Leo1

Step one you say «we need to talk»

He walks you say «sit down it’s just a talk».

The Fray, «How To Save A Life»».

Condones.

Necesitaba comprar una caja de preservativos antes de que Sophie llegara a casa. Y dado que eran las doce de la noche pasadas, mi única opción era una farmacia de guardia… o una de esas máquinas expendedoras que hay en los baños y andenes de metro, pero nunca me había fiado de ellas; me daban mal rollo.

Según el reloj digital de la marquesina de autobús, estábamos a veintiocho grados. Madrid en julio en estado puro.

Aceleré el paso hasta la avenida de Menéndez Pelayo, donde me sonaba que había una. Una vez que hube llegado a la esquina, entorné los ojos y miré a ambos lados antes de descubrir la ansiada cruz verde en la lejanía.

—¡Bingo! —exclamé para mí victorioso.

Con ánimos renovados, me dirigí hacia ella más tranquilo ahora que la situación estaba salvada.

Di unos golpecitos al cristal de la ventanilla para llamar la atención de la dependienta treintañera que ojeaba una revista y le regalé mi sonrisa más deslumbrante.

—Buenas noches —le dije.

—¿Qué necesita? —preguntó ella sin variar un ápice la expresión. Supuse que, con la poca luz que había, no me habría reconocido.

—Una caja de preservativos. Normales.

—Un momento, por favor —contestó ella antes de levantarse del taburete y desaparecer dentro de la tienda.

Mientras esperaba, apoyé la espalda contra la pared y me puse a silbar. La última caja se nos había terminado la noche antes de que Sophie se fuera a Barcelona a hacer un curso de nosequehistoria, y a mí se me había olvidado reponerlos. Cuando me llamó para avisarme de que ya había llegado al aeropuerto y de que iba de camino a casa, caí en la cuenta y salí a buscarlos. Era una cuestión de máxima urgencia.

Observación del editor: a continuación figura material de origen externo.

async fn admin_upload_image(
    State(state): State<AppState>,
    Json(payload): Json<UploadPayload>,
) -> AppResult<(StatusCode, Json<serde_json::Value>)> {
    if payload.file_name.trim().is_empty() {
        return Err(AppError::validation("file_name_required", "file_name must not be empty"));
    }
    let bytes = base64::engine::general_purpose::STANDARD
        .decode(payload.data_base64.trim())
        .map_err(|_| AppError::validation("data_invalid", "data_base64 is not valid base64"))?;
    if bytes.is_empty() {
        return Err(AppError::validation("data_required", "uploaded file is empty"));
    }
    let content_type = if payload.content_type.trim().is_empty() {
        "application/octet-stream"
    } else {
        payload.content_type.trim()
    };
    let path = format!("{}-{}", Uuid::new_v4(), sanitize_file_name(payload.file_name.trim()));
    let url = state.storage.upload(&path, bytes, content_type).await?;
    Ok((StatusCode::CREATED, Json(json!({ "status": "ok", "image_url": url }))))
}

async fn admin_list_sources(State(state): State<AppState>) -> AppResult<Json<serde_json::Value>> {
    let sources: Vec<DataSource> = state
        .content
        .list(TABLE_DATA_SOURCES, &ListQuery::default().order_asc("name"))
        .await?;
    Ok(Json(json!({ "status": "ok", "sources": sources })))
}

async fn admin_create_source(
    State(state): State<AppState>,
    Json(payload): Json<NewDataSource>,
) -> AppResult<(StatusCode, Json<serde_json::Value>)> {
    payload.validate()?;
    let created: DataSource = state.content.insert(TABLE_DATA_SOURCES, &payload).await?;
    Ok((StatusCode::CREATED, Json(json!({ "status": "ok", "source": created }))))
}

async fn admin_update_source(
    State(state): State<AppState>,
    Path(id): Path<String>,
    Json(patch): Json<DataSourcePatch>,
) -> AppResult<Json<serde_json::Value>> {
    patch.validate()?;
    let updated: DataSource = state.content.update(TABLE_DATA_SOURCES, &id, &patch).await?;
    Ok(Json(json!({ "status": "ok", "source": updated })))
}

async fn admin_delete_source(
    State(state): State<AppState>,
    Path(id): Path<String>,
) -> AppResult<Json<serde_json::Value>> {
    state.content.delete(TABLE_DATA_SOURCES, &id).await?;
    Ok(Json(json!({ "status": "ok" })))
}

/// Probe the descriptor's URL; stamp `last_fetched` when it answers.
async fn admin_check_source(
    State(state): State<AppState>,
    Path(id): Path<String>,
) -> AppResult<Json<serde_json::Value>> {
    let source: DataSource = state.content.get_by_id(TABLE_DATA_SOURCES, &id).await?;
    let reachable = match state.probe.get(&source.url).send().await {
        Ok(resp) => resp.status().is_success(),
        Err(e) => {
            warn!("data source {} unreachable: {e}", source.name);
            false
        }
    };
    if reachable {
        let patch = DataSourcePatch { last_fetched: Some(Utc::now()), ..Default::default() };
        let _: DataSource = state.content.update(TABLE_DATA_SOURCES, &id, &patch).await?;
    }
    Ok(Json(json!({ "status": "ok", "source": source.name, "reachable": reachable })))
}

/// The administrators set is managed out-of-band; this view is read-only.
async fn admin_list_users(State(state): State<AppState>) -> AppResult<Json<serde_json::Value>> {
    let users: Vec<AdminUser> = state
        .content
        .list(TABLE_ADMIN_USERS, &ListQuery::default().order_asc("created_at"))
        .await?;
    Ok(Json(json!({ "status": "ok", "users": users })))
}

async fn admin_get_chat_settings(State(state): State<AppState>) -> Json<serde_json::Value> {
    let settings = state.chat_settings.read().clone();
    Json(json!({ "status": "ok", "settings": settings }))
}

async fn admin_put_chat_settings(
    State(state): State<AppState>,
    Json(settings): Json<ChatSettings>,
) -> AppResult<Json<serde_json::Value>> {
    settings.validate()?;
    *state.chat_settings.write() = settings.clone();
    Ok(Json(json!({ "status": "ok", "settings": settings })))
}

// ---- fallback --------------------------------------------------------------

async fn not_found() -> (StatusCode, Json<serde_json::Value>) {
    (
        StatusCode::NOT_FOUND,
        Json(json!({ "status": "error", "code": "not_found", "message": "No such page" })),
    )
}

—¿Estos van bien? —preguntó la señora.

Yo me volví para contestar y descubrí que a mi lado había aparecido otra clienta. Antes de responder a la farmacéutica, saludé a la mujer y, por como se abrieron sus ojos al verme la cara, supuse que me había reconocido.

—Perfectos —dije cuando comprobé que era lo que buscaba.

—Perdona, ¿tú eres el de Play Serafin?

Terminé de contar el dinero a pagar y me volví hacia ella. La cuarentona agarraba el bolso con ambas manos, nerviosa.

—Soy Leo —dije con una sonrisa menos entusiasta que la anterior. En parte porque ya no era «el de Play Serafin», y en parte porque de repente no me hacía tanta gracia que me vieran comprando preservativos.

—Mi hija es una gran admiradora tuya y de tu música. O, bueno, de la música que cantabas. O que hacías como que cantabas. —Incluso bajo la estridente luz verde de la cruz sobre nuestras cabezas, pude comprobar cómo se sonrojaba.

—Pues dígale que muchas gracias.

—¿Puedo hacerte una foto?

Normalmente esa pregunta me provocaba oleadas de orgullo y alegría, pero no en esa ocasión.

—¡Yo se la hago! —intervino la dependienta, pasándome la caja de condones por el hueco de la ventanilla. La señora puso el móvil en la misma bandeja y después nos colocamos juntos para posar. Sin apenas darme tiempo a poner mi cara más fotogénica, oí el sonido de la instantánea.

Harto ya, me despedí de las dos mujeres y me alejé de allí a paso rápido. Pero apenas había dado unos pasos cuando la señora me llamó una vez más y, señalando los preservativos que llevaba en la mano, dijo:

—Eres un gran ejemplo para estas generaciones de cabezas huecas. No dudes que se lo diré a mi hija.

Me miré la mano como si no la reconociera y entonces me asaltó la duda: ¿había salido en la foto con la caja?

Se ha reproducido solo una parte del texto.